Return, from the listing that follows, each line containing the word "bool".

[The records]

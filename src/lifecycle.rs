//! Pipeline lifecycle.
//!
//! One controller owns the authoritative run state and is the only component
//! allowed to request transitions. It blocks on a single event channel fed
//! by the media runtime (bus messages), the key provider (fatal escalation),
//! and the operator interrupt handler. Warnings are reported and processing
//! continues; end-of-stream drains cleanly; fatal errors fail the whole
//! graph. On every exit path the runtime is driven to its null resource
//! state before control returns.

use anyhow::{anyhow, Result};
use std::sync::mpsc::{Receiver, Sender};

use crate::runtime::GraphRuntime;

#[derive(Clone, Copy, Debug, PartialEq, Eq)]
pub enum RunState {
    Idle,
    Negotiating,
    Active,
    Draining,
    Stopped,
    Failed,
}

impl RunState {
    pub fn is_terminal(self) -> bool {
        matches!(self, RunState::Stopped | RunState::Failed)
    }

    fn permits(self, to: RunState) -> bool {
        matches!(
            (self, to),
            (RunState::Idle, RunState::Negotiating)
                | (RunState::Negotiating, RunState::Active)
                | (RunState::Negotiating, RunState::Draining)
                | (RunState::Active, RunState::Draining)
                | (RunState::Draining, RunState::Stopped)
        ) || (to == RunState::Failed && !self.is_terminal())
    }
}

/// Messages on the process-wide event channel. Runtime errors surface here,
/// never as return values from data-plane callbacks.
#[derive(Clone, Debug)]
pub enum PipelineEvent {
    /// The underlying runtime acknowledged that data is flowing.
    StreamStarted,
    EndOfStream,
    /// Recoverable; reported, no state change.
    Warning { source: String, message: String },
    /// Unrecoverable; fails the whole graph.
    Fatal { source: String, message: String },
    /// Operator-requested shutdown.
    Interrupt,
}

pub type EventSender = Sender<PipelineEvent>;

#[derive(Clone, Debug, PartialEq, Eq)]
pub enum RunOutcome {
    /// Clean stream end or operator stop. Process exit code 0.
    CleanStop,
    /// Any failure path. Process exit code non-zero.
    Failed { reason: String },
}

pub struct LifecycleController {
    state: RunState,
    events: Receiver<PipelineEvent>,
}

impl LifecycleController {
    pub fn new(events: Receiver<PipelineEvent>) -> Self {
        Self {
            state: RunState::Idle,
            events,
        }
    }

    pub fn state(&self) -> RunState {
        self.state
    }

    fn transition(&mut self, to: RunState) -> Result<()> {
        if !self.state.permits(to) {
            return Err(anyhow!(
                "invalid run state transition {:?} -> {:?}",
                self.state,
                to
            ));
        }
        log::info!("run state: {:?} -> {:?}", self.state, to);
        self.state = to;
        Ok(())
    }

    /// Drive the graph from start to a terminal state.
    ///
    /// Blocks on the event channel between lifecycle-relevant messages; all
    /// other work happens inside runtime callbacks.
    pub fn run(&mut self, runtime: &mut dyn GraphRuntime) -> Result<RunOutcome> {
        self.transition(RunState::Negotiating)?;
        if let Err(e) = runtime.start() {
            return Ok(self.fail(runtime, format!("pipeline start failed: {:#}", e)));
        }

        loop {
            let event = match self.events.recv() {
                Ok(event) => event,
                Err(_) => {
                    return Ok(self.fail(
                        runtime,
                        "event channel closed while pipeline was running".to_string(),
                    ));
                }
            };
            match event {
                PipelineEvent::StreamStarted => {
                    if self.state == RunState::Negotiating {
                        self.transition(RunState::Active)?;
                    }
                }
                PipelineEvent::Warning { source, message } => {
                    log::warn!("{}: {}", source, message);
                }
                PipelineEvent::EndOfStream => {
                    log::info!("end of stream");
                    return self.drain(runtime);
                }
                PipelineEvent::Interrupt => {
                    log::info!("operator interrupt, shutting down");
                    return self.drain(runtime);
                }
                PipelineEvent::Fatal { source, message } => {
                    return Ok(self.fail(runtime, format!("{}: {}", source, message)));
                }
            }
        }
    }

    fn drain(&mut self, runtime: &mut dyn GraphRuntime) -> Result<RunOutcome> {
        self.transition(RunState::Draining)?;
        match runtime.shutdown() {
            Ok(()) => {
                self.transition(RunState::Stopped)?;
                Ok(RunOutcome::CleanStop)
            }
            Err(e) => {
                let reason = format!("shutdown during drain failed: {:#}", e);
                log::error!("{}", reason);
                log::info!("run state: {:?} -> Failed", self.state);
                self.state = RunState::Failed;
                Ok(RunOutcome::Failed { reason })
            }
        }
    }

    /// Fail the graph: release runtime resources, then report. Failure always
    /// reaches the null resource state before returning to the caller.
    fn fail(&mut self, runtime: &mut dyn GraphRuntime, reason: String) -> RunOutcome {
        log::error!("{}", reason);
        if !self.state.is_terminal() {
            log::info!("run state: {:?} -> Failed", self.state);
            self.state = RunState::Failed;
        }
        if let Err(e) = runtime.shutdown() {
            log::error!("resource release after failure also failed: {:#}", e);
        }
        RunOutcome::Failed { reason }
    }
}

[/The records]

▶ _Output for this exercise_
    pub fn is_terminal(self) -> bool {
    fn permits(self, to: RunState) -> bool {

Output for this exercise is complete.